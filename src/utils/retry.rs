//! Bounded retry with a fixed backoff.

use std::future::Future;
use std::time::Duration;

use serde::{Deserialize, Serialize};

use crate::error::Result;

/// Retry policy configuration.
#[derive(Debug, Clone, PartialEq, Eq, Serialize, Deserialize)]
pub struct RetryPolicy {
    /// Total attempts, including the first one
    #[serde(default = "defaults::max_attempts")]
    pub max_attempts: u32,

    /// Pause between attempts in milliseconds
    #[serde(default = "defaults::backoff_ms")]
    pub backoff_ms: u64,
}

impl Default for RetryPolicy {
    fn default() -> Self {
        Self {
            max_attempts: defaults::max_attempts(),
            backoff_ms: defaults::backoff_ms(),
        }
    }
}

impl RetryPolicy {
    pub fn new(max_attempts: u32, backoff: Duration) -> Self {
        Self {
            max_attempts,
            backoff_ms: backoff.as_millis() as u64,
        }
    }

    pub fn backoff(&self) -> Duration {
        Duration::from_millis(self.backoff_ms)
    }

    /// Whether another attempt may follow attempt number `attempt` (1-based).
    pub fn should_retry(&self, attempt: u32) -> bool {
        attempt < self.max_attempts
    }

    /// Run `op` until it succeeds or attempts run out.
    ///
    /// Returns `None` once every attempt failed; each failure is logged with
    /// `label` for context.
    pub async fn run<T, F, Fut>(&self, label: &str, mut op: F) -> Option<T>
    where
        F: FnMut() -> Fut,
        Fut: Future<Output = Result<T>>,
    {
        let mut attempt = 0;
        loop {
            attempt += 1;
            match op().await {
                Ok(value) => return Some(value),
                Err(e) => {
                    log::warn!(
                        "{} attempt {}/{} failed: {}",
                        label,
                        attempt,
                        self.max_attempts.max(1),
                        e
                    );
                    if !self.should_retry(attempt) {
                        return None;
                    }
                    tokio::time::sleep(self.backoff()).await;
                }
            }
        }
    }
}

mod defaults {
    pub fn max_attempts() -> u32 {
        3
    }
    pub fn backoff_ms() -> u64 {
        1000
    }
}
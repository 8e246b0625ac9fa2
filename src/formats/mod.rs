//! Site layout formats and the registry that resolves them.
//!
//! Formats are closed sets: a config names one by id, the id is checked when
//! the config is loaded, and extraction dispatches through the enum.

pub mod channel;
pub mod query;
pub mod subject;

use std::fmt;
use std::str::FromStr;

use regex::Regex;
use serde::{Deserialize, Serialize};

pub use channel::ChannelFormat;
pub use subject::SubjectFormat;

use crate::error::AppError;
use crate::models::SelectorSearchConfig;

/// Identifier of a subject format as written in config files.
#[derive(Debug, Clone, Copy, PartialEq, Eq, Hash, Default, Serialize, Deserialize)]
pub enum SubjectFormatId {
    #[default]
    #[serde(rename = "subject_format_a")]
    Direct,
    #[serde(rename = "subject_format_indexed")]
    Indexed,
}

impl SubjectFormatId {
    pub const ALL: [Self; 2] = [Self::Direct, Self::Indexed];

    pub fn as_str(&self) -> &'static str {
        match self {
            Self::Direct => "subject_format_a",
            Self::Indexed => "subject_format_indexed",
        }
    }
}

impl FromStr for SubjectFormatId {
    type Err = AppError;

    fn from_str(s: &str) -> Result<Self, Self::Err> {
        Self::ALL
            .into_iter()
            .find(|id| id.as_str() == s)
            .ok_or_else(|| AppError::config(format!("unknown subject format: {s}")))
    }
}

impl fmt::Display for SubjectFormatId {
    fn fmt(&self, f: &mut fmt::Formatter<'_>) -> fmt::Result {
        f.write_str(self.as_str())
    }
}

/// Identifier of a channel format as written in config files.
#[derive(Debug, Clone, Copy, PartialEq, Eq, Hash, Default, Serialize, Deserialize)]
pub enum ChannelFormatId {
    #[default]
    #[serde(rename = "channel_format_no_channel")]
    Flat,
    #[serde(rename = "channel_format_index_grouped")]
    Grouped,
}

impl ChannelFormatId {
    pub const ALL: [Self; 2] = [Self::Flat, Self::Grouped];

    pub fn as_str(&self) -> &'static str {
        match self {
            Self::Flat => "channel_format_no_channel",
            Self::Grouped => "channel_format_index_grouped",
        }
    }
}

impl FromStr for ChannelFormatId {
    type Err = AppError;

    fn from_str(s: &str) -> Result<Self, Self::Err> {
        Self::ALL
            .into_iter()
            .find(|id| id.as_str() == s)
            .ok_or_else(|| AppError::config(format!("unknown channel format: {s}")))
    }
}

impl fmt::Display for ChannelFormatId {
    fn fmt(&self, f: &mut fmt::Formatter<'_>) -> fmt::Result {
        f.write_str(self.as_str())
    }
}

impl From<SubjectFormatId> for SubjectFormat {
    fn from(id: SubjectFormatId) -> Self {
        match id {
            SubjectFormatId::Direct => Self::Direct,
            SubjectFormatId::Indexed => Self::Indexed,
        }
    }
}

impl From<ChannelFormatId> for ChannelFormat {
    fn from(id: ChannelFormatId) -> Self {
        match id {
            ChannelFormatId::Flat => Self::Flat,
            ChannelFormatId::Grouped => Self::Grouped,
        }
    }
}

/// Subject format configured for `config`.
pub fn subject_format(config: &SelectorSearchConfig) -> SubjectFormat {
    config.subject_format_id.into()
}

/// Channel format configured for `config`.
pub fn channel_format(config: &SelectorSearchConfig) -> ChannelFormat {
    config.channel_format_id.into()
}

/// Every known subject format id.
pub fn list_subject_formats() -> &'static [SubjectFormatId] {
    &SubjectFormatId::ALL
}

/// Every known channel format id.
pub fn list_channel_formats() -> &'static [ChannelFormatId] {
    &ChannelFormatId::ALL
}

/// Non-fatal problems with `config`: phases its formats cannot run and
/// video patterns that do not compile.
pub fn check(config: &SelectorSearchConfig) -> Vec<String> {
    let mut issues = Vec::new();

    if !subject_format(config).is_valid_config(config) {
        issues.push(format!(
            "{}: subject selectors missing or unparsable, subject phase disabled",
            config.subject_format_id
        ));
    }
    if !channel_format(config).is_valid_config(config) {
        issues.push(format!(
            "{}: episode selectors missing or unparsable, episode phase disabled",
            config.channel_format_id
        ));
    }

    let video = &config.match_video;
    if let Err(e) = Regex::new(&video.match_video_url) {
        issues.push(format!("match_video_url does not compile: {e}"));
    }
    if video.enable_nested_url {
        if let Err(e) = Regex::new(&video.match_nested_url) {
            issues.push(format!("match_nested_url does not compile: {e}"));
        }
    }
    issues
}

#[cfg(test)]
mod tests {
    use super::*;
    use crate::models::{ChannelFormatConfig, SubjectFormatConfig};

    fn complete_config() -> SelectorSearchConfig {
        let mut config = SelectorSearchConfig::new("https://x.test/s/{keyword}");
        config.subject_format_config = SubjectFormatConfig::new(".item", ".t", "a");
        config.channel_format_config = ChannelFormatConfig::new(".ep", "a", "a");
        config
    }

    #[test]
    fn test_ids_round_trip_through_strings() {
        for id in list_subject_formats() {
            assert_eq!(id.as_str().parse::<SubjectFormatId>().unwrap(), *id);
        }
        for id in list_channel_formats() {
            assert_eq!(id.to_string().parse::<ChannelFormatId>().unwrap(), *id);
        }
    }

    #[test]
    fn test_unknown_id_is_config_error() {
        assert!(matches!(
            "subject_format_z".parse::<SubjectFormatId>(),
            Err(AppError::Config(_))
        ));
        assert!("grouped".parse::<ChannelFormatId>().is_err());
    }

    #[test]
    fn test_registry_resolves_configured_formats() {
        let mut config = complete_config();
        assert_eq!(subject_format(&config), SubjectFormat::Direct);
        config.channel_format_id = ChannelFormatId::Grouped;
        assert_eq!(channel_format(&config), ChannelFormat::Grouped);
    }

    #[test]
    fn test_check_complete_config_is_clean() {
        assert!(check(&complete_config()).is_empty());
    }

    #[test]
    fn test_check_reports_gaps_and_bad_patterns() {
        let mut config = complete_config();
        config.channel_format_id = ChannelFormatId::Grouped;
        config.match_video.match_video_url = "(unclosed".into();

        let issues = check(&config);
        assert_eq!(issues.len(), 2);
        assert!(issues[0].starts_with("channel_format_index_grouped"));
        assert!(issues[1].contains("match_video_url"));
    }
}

ASSIGNMENT :: Working from the data above, extract solely the lines from the one containing "pub fn backoff(&self)" through the one containing "pub fn should_retry(&self, attempt: u32)", exactly as they appear, both included.

RESPONSE TO THE EXERCISE ::
    pub fn backoff(&self) -> Duration {
        Duration::from_millis(self.backoff_ms)
    }

    /// Whether another attempt may follow attempt number `attempt` (1-based).
    pub fn should_retry(&self, attempt: u32) -> bool {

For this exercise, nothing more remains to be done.